Task directions:
The answer must consist of every line in the records below that contains the string "UploadProgress".

[Records from a collection]
□ □ □ □ □

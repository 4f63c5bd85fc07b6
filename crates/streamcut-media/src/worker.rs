// crates/streamcut-media/src/worker.rs
//
// HlsBackend: the PlayerBackend implementation backed by a dedicated
// decode thread. Commands travel over a channel; seeks go through a
// latest-wins slot so a fast scrub collapses to one decoder seek instead
// of queueing every intermediate position.

use std::sync::Arc;
use std::sync::atomic::{AtomicBool, Ordering};
use std::thread;
use std::time::Duration;

use crossbeam_channel::{bounded, Receiver, Sender, SendTimeoutError, TryRecvError};
use parking_lot::Mutex;
use uuid::Uuid;

use streamcut_core::messages::{PlaybackFrame, PlayerEvent};

use crate::backend::PlayerBackend;
use crate::hls::StreamDecoder;

enum DecodeCmd {
    Attach { asset: Uuid, url: String, start_at: f64 },
    SetPaused(bool),
    Detach,
    Shutdown,
}

pub struct HlsBackend {
    cmd_tx:    Sender<DecodeCmd>,
    event_rx:  Receiver<PlayerEvent>,
    frame_rx:  Receiver<PlaybackFrame>,
    /// Latest-wins seek target, shared with the decode thread.
    seek_slot: Arc<Mutex<Option<f64>>>,
    shutdown:  Arc<AtomicBool>,
}

impl HlsBackend {
    pub fn new() -> Self {
        let (cmd_tx, cmd_rx)     = bounded::<DecodeCmd>(32);
        // Frame capacity 8: enough to decode ahead of the presentation
        // clock without letting a stalled UI pile up stale frames.
        let (frame_tx, frame_rx) = bounded::<PlaybackFrame>(8);
        let (event_tx, event_rx) = bounded::<PlayerEvent>(32);

        let seek_slot: Arc<Mutex<Option<f64>>> = Arc::new(Mutex::new(None));
        let shutdown = Arc::new(AtomicBool::new(false));

        let slot = Arc::clone(&seek_slot);
        let stop = Arc::clone(&shutdown);
        thread::spawn(move || decode_loop(cmd_rx, event_tx, frame_tx, slot, stop));

        Self { cmd_tx, event_rx, frame_rx, seek_slot, shutdown }
    }
}

impl Default for HlsBackend {
    fn default() -> Self {
        Self::new()
    }
}

impl PlayerBackend for HlsBackend {
    fn attach(&mut self, asset: Uuid, url: String, start_at: f64) {
        *self.seek_slot.lock() = None;
        // Drain frames from the previous source so the first paint after a
        // switch is never a stale asset.
        while self.frame_rx.try_recv().is_ok() {}
        let _ = self.cmd_tx.send(DecodeCmd::Attach { asset, url, start_at });
    }

    fn seek(&mut self, t: f64) {
        // Latest wins; the decode thread's blocking waits are bounded at
        // 250 ms so the slot is observed promptly even while paused.
        *self.seek_slot.lock() = Some(t.max(0.0));
    }

    fn set_paused(&mut self, paused: bool) {
        let _ = self.cmd_tx.send(DecodeCmd::SetPaused(paused));
    }

    fn detach(&mut self) {
        *self.seek_slot.lock() = None;
        let _ = self.cmd_tx.send(DecodeCmd::Detach);
        while self.frame_rx.try_recv().is_ok() {}
    }

    fn poll_event(&mut self) -> Option<PlayerEvent> {
        self.event_rx.try_recv().ok()
    }

    fn poll_frame(&mut self) -> Option<PlaybackFrame> {
        self.frame_rx.try_recv().ok()
    }
}

impl Drop for HlsBackend {
    fn drop(&mut self) {
        self.shutdown.store(true, Ordering::Relaxed);
        let _ = self.cmd_tx.send(DecodeCmd::Shutdown);
    }
}

// ── Decode thread ─────────────────────────────────────────────────────────────

fn decode_loop(
    cmd_rx:    Receiver<DecodeCmd>,
    event_tx:  Sender<PlayerEvent>,
    frame_tx:  Sender<PlaybackFrame>,
    seek_slot: Arc<Mutex<Option<f64>>>,
    shutdown:  Arc<AtomicBool>,
) {
    let mut session: Option<(Uuid, StreamDecoder)> = None;
    let mut paused = true;

    loop {
        if shutdown.load(Ordering::Relaxed) {
            return;
        }

        // Idle or paused: block for the next command (a pending seek still
        // needs servicing, so block with a short timeout). Playing: drain
        // whatever arrived without blocking.
        let has_pending_seek = seek_slot.lock().is_some();
        let cmd = if session.is_none() || (paused && !has_pending_seek) {
            match cmd_rx.recv_timeout(Duration::from_millis(250)) {
                Ok(c) => Some(c),
                Err(crossbeam_channel::RecvTimeoutError::Timeout) => None,
                Err(crossbeam_channel::RecvTimeoutError::Disconnected) => return,
            }
        } else {
            match cmd_rx.try_recv() {
                Ok(c) => Some(c),
                Err(TryRecvError::Empty) => None,
                Err(TryRecvError::Disconnected) => return,
            }
        };

        match cmd {
            Some(DecodeCmd::Attach { asset, url, start_at }) => {
                eprintln!("[player] attach {url}");
                match StreamDecoder::open(&url, start_at) {
                    Ok(dec) => {
                        let (w, h) = dec.size();
                        let _ = event_tx.send(PlayerEvent::MetadataReady {
                            asset,
                            duration: dec.duration(),
                            width: w,
                            height: h,
                        });
                        session = Some((asset, dec));
                        paused  = true;
                    }
                    Err(e) => {
                        eprintln!("[player] open failed: {e}");
                        let _ = event_tx.send(PlayerEvent::PlaybackError {
                            asset,
                            msg: e.to_string(),
                        });
                        session = None;
                    }
                }
                continue;
            }
            Some(DecodeCmd::SetPaused(p)) => {
                paused = p;
            }
            Some(DecodeCmd::Detach) => {
                session = None;
                paused  = true;
                continue;
            }
            Some(DecodeCmd::Shutdown) => return,
            None => {}
        }

        // ── Latest-wins seek ──────────────────────────────────────────────────
        // Applies while paused too: scrubbing a paused player still
        // refreshes the displayed frame.
        if let Some(t) = seek_slot.lock().take() {
            let mut seek_failed = false;
            if let Some((asset, dec)) = session.as_mut() {
                let asset = *asset;
                match dec.seek(t) {
                    Ok(()) => {
                        // One frame at the target for immediate visual
                        // feedback, even while paused.
                        if let Some((data, w, h, ts)) = dec.next_frame() {
                            deliver(&frame_tx, &cmd_rx, &shutdown, PlaybackFrame {
                                asset, timestamp: ts, width: w, height: h, data,
                            });
                        }
                    }
                    Err(e) => {
                        let _ = event_tx.send(PlayerEvent::PlaybackError {
                            asset,
                            msg: e.to_string(),
                        });
                        seek_failed = true;
                    }
                }
            }
            if seek_failed {
                session = None;
                continue;
            }
        }

        if paused || session.is_none() {
            continue;
        }

        // ── Decode ahead ─────────────────────────────────────────────────────
        let (asset, dec) = session.as_mut().unwrap();
        match dec.next_frame() {
            Some((data, w, h, ts)) => {
                let frame = PlaybackFrame {
                    asset: *asset, timestamp: ts, width: w, height: h, data,
                };
                if !deliver(&frame_tx, &cmd_rx, &shutdown, frame) {
                    return;
                }
            }
            None => {
                let _ = event_tx.send(PlayerEvent::EndOfStream { asset: *asset });
                paused = true;
            }
        }
    }
}

/// Push one frame into the bounded channel. Blocks in short slices so
/// shutdown and new commands stay responsive; a frame is dropped only when
/// a command is waiting (it would be stale by the time the command runs).
/// Returns false when the receiver is gone.
fn deliver(
    frame_tx: &Sender<PlaybackFrame>,
    cmd_rx:   &Receiver<DecodeCmd>,
    shutdown: &AtomicBool,
    frame:    PlaybackFrame,
) -> bool {
    let mut pending = Some(frame);
    while let Some(f) = pending.take() {
        match frame_tx.send_timeout(f, Duration::from_millis(50)) {
            Ok(()) => {}
            Err(SendTimeoutError::Timeout(f)) => {
                if shutdown.load(Ordering::Relaxed) {
                    return false;
                }
                if !cmd_rx.is_empty() {
                    break;
                }
                pending = Some(f);
            }
            Err(SendTimeoutError::Disconnected(_)) => return false,
        }
    }
    true
}
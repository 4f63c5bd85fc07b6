#![cfg_attr(not(debug_assertions), windows_subsystem = "windows")]

mod app;
mod context;
mod helpers;
mod modules;
mod theme;

fn main() -> eframe::Result {
    streamcut_media::init().expect("FFmpeg init failed");

    let native_options = eframe::NativeOptions {
        centered: true,
        viewport: egui::ViewportBuilder::default()
            .with_title("✂ StreamCut")
            .with_inner_size([1280.0, 860.0])
            .with_min_inner_size([880.0, 560.0])
            .with_resizable(true),
        ..Default::default()
    };

    eframe::run_native(
        "StreamCut",
        native_options,
        Box::new(|cc| Ok(Box::new(app::StreamCutApp::new(cc)))),
    )
}
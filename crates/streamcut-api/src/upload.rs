// crates/streamcut-api/src/upload.rs
//
// Direct upload: PUT the file bytes to the service's presigned URL,
// reporting progress as the reader drains.

use std::fs::File;
use std::io::{self, Read};
use std::path::Path;
use std::sync::Arc;
use std::sync::atomic::{AtomicBool, Ordering};

use crossbeam_channel::Sender;
use uuid::Uuid;

use streamcut_core::messages::ApiResult;

use crate::error::ApiError;

/// Progress is reported at most once per this many bytes, so a large file
/// doesn't flood the channel with per-read messages.
const PROGRESS_STEP: u64 = 256 * 1024;

/// PUT `path` to the presigned `url`, emitting UploadProgress along the way.
/// Returns Err on transport failure or when `cancel` flips mid-transfer.
pub fn put_file(
    agent:  &ureq::Agent,
    url:    &str,
    path:   &Path,
    job:    Uuid,
    tx:     &Sender<ApiResult>,
    cancel: &Arc<AtomicBool>,
) -> Result<(), ApiError> {
    let file  = File::open(path)?;
    let total = file.metadata()?.len();

    let reader = ProgressReader {
        inner: file,
        job,
        total,
        sent: 0,
        last_reported: 0,
        tx: tx.clone(),
        cancel: Arc::clone(cancel),
    };

    agent.put(url)
        .header("content-type", "application/octet-stream")
        .header("content-length", &total.to_string())
        .send(ureq::SendBody::from_owned_reader(reader))?;

    // Final 100% tick — the last chunk usually lands between report steps.
    let _ = tx.send(ApiResult::UploadProgress { job, sent: total, total });
    Ok(())
}

/// Read adapter that counts bytes off the file and reports progress.
/// Cancellation surfaces as an io error so ureq aborts the request.
struct ProgressReader {
    inner:         File,
    job:           Uuid,
    total:         u64,
    sent:          u64,
    last_reported: u64,
    tx:            Sender<ApiResult>,
    cancel:        Arc<AtomicBool>,
}

impl Read for ProgressReader {
    fn read(&mut self, buf: &mut [u8]) -> io::Result<usize> {
        if self.cancel.load(Ordering::Relaxed) {
            return Err(io::Error::new(io::ErrorKind::Interrupted, "upload cancelled"));
        }
        let n = self.inner.read(buf)?;
        self.sent += n as u64;
        if self.sent - self.last_reported >= PROGRESS_STEP {
            self.last_reported = self.sent;
            let _ = self.tx.send(ApiResult::UploadProgress {
                job:   self.job,
                sent:  self.sent,
                total: self.total,
            });
        }
        Ok(n)
    }
}
// crates/streamcut-ui/src/helpers/mod.rs

pub mod format;
pub mod log;
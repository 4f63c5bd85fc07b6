// crates/streamcut-core/src/helpers/aspect.rs
//
// Player layout is sized from the asset's poster image, not from the video
// stream: some platform renditions misreport display aspect until several
// segments in, while the poster is correct immediately. The probe delivers
// raw pixel dimensions; these helpers turn them into layout decisions.

/// Layout ratio assumed until a poster probe succeeds.
pub const DEFAULT_RATIO: f32 = 16.0 / 9.0;

/// Width/height ratio from poster dimensions. Falls back to the default
/// when either dimension is zero (a failed or truncated probe).
pub fn ratio_from_poster(width: u32, height: u32) -> f32 {
    if width == 0 || height == 0 {
        return DEFAULT_RATIO;
    }
    width as f32 / height as f32
}

/// Human label for the nearest well-known ratio, shown on library cards.
/// Within 2% counts as a match; anything else reads as `W:H` reduced.
pub fn ratio_label(width: u32, height: u32) -> String {
    const KNOWN: &[(f32, &str)] = &[
        (16.0 / 9.0, "16:9"),
        (9.0 / 16.0, "9:16"),
        (1.0,        "1:1"),
        (4.0 / 3.0,  "4:3"),
        (4.0 / 5.0,  "4:5"),
        (21.0 / 9.0, "21:9"),
    ];

    let r = ratio_from_poster(width, height);
    for &(known, label) in KNOWN {
        if (r - known).abs() / known < 0.02 {
            return label.to_string();
        }
    }

    let d = gcd(width.max(1), height.max(1));
    format!("{}:{}", width / d, height / d)
}

fn gcd(mut a: u32, mut b: u32) -> u32 {
    while b != 0 {
        let t = b;
        b = a % b;
        a = t;
    }
    a
}

#[cfg(test)]
mod tests {
    use super::*;

    #[test]
    fn zero_dimensions_fall_back_to_default() {
        assert_eq!(ratio_from_poster(0, 720), DEFAULT_RATIO);
        assert_eq!(ratio_from_poster(1280, 0), DEFAULT_RATIO);
    }

    #[test]
    fn common_posters_get_named_labels() {
        assert_eq!(ratio_label(1280, 720), "16:9");
        assert_eq!(ratio_label(1080, 1920), "9:16");
        assert_eq!(ratio_label(640, 640), "1:1");
        assert_eq!(ratio_label(800, 1000), "4:5");
    }

    #[test]
    fn near_misses_within_tolerance_still_match() {
        // 1920x1084 is 16:9 content with two rows of encoder padding.
        assert_eq!(ratio_label(1920, 1084), "16:9");
    }

    #[test]
    fn odd_ratios_reduce() {
        assert_eq!(ratio_label(500, 300), "5:3");
    }
}
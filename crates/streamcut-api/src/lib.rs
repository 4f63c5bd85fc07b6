// crates/streamcut-api/src/lib.rs
//
// Everything that talks to the hosting service. No egui dependency —
// results reach streamcut-ui via channels only.
//
// To add a new service capability:
//   1. Add the endpoint call to client.rs
//   2. Add a result variant to streamcut-core::messages::ApiResult
//   3. Add a spawn method to worker.rs

pub mod client;
pub mod error;
pub mod poster;
pub mod upload;
pub mod worker;

pub use client::{ServiceClient, ServiceConfig};
pub use error::ApiError;
pub use worker::ApiWorker;
// crates/streamcut-ui/src/modules/mod.rs
//
// Panel registry. To add a new panel:
//   1. Create modules/mypanel.rs implementing PanelModule
//   2. Add `pub mod mypanel;` below
//   3. Give it a slot in app.rs::update()

pub mod library;
pub mod player;
pub mod share;
pub mod trimmer;
pub mod upload;

use streamcut_core::commands::AppCommand;
use streamcut_core::state::SessionState;
use egui::{TextureHandle, Ui};
use std::collections::HashMap;
use uuid::Uuid;

/// GPU-resident poster thumbnails: local asset ID → loaded texture.
pub type PosterCache = HashMap<Uuid, TextureHandle>;

/// Every panel implements this trait.
/// Panels read state, emit commands — they never mutate state directly.
pub trait PanelModule {
    fn name(&self) -> &str;
    fn ui(
        &mut self,
        ui:      &mut Ui,
        state:   &SessionState,
        posters: &mut PosterCache,
        cmd:     &mut Vec<AppCommand>,
    );
}
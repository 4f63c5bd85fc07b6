// crates/streamcut-api/src/worker.rs
//
// ApiWorker: owns the service client and every background thread that
// talks to it. All public API that streamcut-ui calls lives here.
//
// Threads never touch UI state — results go through the bounded channel
// and are ingested on the UI thread. Sends after the UI has dropped the
// receiver are discarded, so a response landing after teardown neither
// panics nor mutates anything.

use std::path::PathBuf;
use std::sync::{Arc, Condvar, Mutex, atomic::{AtomicBool, Ordering}};
use std::thread;
use std::time::Duration;

use crossbeam_channel::{bounded, Receiver, Sender};
use uuid::Uuid;

use streamcut_core::messages::{ApiResult, ClipRequest};

use crate::client::ServiceClient;
use crate::poster::fetch_poster;
use crate::upload::put_file;

/// Max concurrent poster fetch threads. A freshly restored library can
/// queue a dozen probes at once; four keeps the image edge happy.
const POSTER_CONCURRENCY: u32 = 4;

/// Asset/upload polling cadence and budget (2 minutes at 1 Hz). An asset
/// still preparing after the budget stays Preparing in the library; a
/// later refresh picks it up.
const POLL_INTERVAL: Duration = Duration::from_secs(1);
const POLL_BUDGET:   u32      = 120;

pub struct ApiWorker {
    /// Shared result channel: uploads, asset polls, posters, clips, reports.
    pub rx:     Receiver<ApiResult>,
    tx:         Sender<ApiResult>,
    client:     Arc<ServiceClient>,
    shutdown:   Arc<AtomicBool>,
    /// Limits concurrent poster threads: (active_count, Condvar).
    poster_sem: Arc<(Mutex<u32>, Condvar)>,
}

impl ApiWorker {
    pub fn new(client: ServiceClient) -> Self {
        let (tx, rx) = bounded(256);
        Self {
            rx,
            tx,
            client:     Arc::new(client),
            shutdown:   Arc::new(AtomicBool::new(false)),
            poster_sem: Arc::new((Mutex::new(0), Condvar::new())),
        }
    }

    pub fn client(&self) -> &ServiceClient {
        &self.client
    }

    /// Request teardown: in-flight threads finish their current step, see
    /// the flag, and exit without reporting.
    pub fn shutdown(&self) {
        self.shutdown.store(true, Ordering::Relaxed);
    }

    // ── Clip creation ────────────────────────────────────────────────────────

    /// Submit a clip request on a background thread. Exactly one of
    /// ClipCreated / ClipFailed comes back for `job` (unless shutdown wins).
    pub fn create_clip(&self, job: Uuid, req: ClipRequest) {
        let client = Arc::clone(&self.client);
        let tx     = self.tx.clone();
        let stop   = Arc::clone(&self.shutdown);
        thread::spawn(move || {
            eprintln!("[api] create clip {}..{} of {}", req.start_time, req.end_time, req.source_id);
            let result = client.create_clip(&req);
            if stop.load(Ordering::Relaxed) {
                return;
            }
            match result {
                Ok(created) => {
                    let _ = tx.send(ApiResult::ClipCreated {
                        job,
                        asset_id:    created.id,
                        playback_id: created.playback_id,
                    });
                }
                Err(e) => {
                    eprintln!("[api] clip failed: {e}");
                    let _ = tx.send(ApiResult::ClipFailed { job, msg: e.to_string() });
                }
            }
        });
    }

    // ── Poster probe ─────────────────────────────────────────────────────────

    /// Fetch the poster for `playback_id`. Failure is logged and swallowed —
    /// the player falls back to the default layout.
    pub fn probe_poster(&self, id: Uuid, playback_id: String) {
        let client = Arc::clone(&self.client);
        let tx     = self.tx.clone();
        let stop   = Arc::clone(&self.shutdown);
        let sem    = Arc::clone(&self.poster_sem);
        thread::spawn(move || {
            {
                let (lock, cvar) = &*sem;
                let mut active = lock.lock().unwrap();
                while *active >= POSTER_CONCURRENCY {
                    active = cvar.wait(active).unwrap();
                }
                *active += 1;
            }

            let url = client.cfg.poster_url(&playback_id);
            match fetch_poster(client.agent(), &url) {
                Ok((bytes, width, height)) if !stop.load(Ordering::Relaxed) => {
                    eprintln!("[api] poster {width}x{height} ← {playback_id}");
                    let _ = tx.send(ApiResult::PosterLoaded { id, width, height, bytes });
                }
                Ok(_) => {}
                Err(e) => {
                    // Probe failure is non-fatal: log it, keep playing.
                    eprintln!("[api] poster probe failed for {playback_id}: {e}");
                }
            }

            let (lock, cvar) = &*sem;
            *lock.lock().unwrap() -= 1;
            cvar.notify_one();
        });
    }

    // ── Upload pipeline ──────────────────────────────────────────────────────

    /// Run the full upload pipeline on one thread: ticket → PUT bytes →
    /// poll the upload until an asset exists → poll the asset until ready.
    pub fn start_upload(&self, job: Uuid, path: PathBuf, title: String) {
        let client = Arc::clone(&self.client);
        let tx     = self.tx.clone();
        let stop   = Arc::clone(&self.shutdown);
        thread::spawn(move || {
            eprintln!("[upload] {} → service", path.display());

            let ticket = match client.create_upload() {
                Ok(t)  => t,
                Err(e) => {
                    let _ = tx.send(ApiResult::UploadFailed { job, msg: e.to_string() });
                    return;
                }
            };

            if let Err(e) = put_file(client.agent(), &ticket.url, &path, job, &tx, &stop) {
                let _ = tx.send(ApiResult::UploadFailed { job, msg: e.to_string() });
                return;
            }

            // The service ingests asynchronously; wait for the asset to exist.
            let mut asset_id = None;
            for _ in 0..POLL_BUDGET {
                if stop.load(Ordering::Relaxed) {
                    return;
                }
                match client.upload_status(&ticket.id) {
                    Ok(s) => {
                        if let Some(id) = s.asset_id {
                            asset_id = Some(id);
                            break;
                        }
                        if s.status == "errored" || s.status == "cancelled" {
                            let _ = tx.send(ApiResult::UploadFailed {
                                job,
                                msg: format!("upload {}", s.status),
                            });
                            return;
                        }
                    }
                    Err(e) => eprintln!("[upload] status poll: {e}"),
                }
                thread::sleep(POLL_INTERVAL);
            }

            let Some(asset_id) = asset_id else {
                let _ = tx.send(ApiResult::UploadFailed {
                    job,
                    msg: "service did not create an asset in time".into(),
                });
                return;
            };

            let _ = tx.send(ApiResult::UploadFinished {
                job,
                asset_id: asset_id.clone(),
                title,
            });

            poll_asset_until_ready(&client, &tx, &stop, &asset_id);
        });
    }

    // ── Asset refresh ────────────────────────────────────────────────────────

    /// Re-poll an asset that was still preparing (startup restore, or a
    /// clip whose cut is still materializing).
    pub fn refresh_asset(&self, asset_id: String) {
        let client = Arc::clone(&self.client);
        let tx     = self.tx.clone();
        let stop   = Arc::clone(&self.shutdown);
        thread::spawn(move || {
            poll_asset_until_ready(&client, &tx, &stop, &asset_id);
        });
    }

    // ── Abuse report ─────────────────────────────────────────────────────────

    pub fn file_report(&self, playback_id: String, reason: String, comment: String) {
        let client = Arc::clone(&self.client);
        let tx     = self.tx.clone();
        let stop   = Arc::clone(&self.shutdown);
        thread::spawn(move || {
            let result = client.file_report(&playback_id, &reason, &comment);
            if stop.load(Ordering::Relaxed) {
                return;
            }
            match result {
                Ok(())  => { let _ = tx.send(ApiResult::ReportFiled); }
                Err(e)  => { let _ = tx.send(ApiResult::ReportFailed { msg: e.to_string() }); }
            }
        });
    }
}

/// Poll `asset_id` until the service reports ready or errored, then send
/// the matching result. Gives up silently after the budget — the asset
/// stays Preparing and a later refresh retries.
fn poll_asset_until_ready(
    client:   &ServiceClient,
    tx:       &Sender<ApiResult>,
    stop:     &AtomicBool,
    asset_id: &str,
) {
    for _ in 0..POLL_BUDGET {
        if stop.load(Ordering::Relaxed) {
            return;
        }
        match client.get_asset(asset_id) {
            Ok(info) => match info.status.as_str() {
                "ready" => {
                    if let Some(playback_id) = info.playback_id {
                        let _ = tx.send(ApiResult::AssetReady {
                            asset_id:    asset_id.to_string(),
                            playback_id,
                            duration:    info.duration.unwrap_or(0.0),
                        });
                    } else {
                        let _ = tx.send(ApiResult::AssetErrored {
                            asset_id: asset_id.to_string(),
                            msg:      "ready without a playback ID".into(),
                        });
                    }
                    return;
                }
                "errored" => {
                    let _ = tx.send(ApiResult::AssetErrored {
                        asset_id: asset_id.to_string(),
                        msg:      info.error.unwrap_or_else(|| "asset errored".into()),
                    });
                    return;
                }
                _ => {}
            },
            Err(e) => eprintln!("[api] asset poll {asset_id}: {e}"),
        }
        thread::sleep(POLL_INTERVAL);
    }
    eprintln!("[api] asset {asset_id} still preparing after poll budget");
}

#[cfg(test)]
mod tests {
    use super::*;
    use crate::client::{ServiceClient, ServiceConfig};

    /// Nothing listens on this port; requests fail fast with a transport
    /// error instead of touching the network.
    fn dead_client() -> ServiceClient {
        ServiceClient::new(ServiceConfig {
            api_base:    "http://127.0.0.1:1/v1".into(),
            stream_base: "http://127.0.0.1:1".into(),
            image_base:  "http://127.0.0.1:1".into(),
            token:       String::new(),
        })
    }

    #[test]
    fn failed_clip_reports_clip_failed_for_the_job() {
        let worker = ApiWorker::new(dead_client());
        let job = Uuid::new_v4();
        worker.create_clip(job, ClipRequest {
            source_id:  "abc".into(),
            start_time: 5.0,
            end_time:   12.0,
        });

        match worker.rx.recv_timeout(Duration::from_secs(10)).unwrap() {
            ApiResult::ClipFailed { job: j, msg } => {
                assert_eq!(j, job);
                assert!(!msg.is_empty());
            }
            other => panic!("expected ClipFailed, got {other:?}"),
        }
    }

    #[test]
    fn teardown_with_request_in_flight_does_not_panic() {
        let worker = ApiWorker::new(dead_client());
        worker.create_clip(Uuid::new_v4(), ClipRequest {
            source_id:  "abc".into(),
            start_time: 0.0,
            end_time:   1.0,
        });
        worker.shutdown();
        drop(worker);
        // The spawned thread may still be failing its connection here;
        // its send lands in a closed channel and is discarded.
        thread::sleep(Duration::from_millis(200));
    }
}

□ □ □ □ □

Written response:
/// PUT `path` to the presigned `url`, emitting UploadProgress along the way.
    let _ = tx.send(ApiResult::UploadProgress { job, sent: total, total });
            let _ = self.tx.send(ApiResult::UploadProgress {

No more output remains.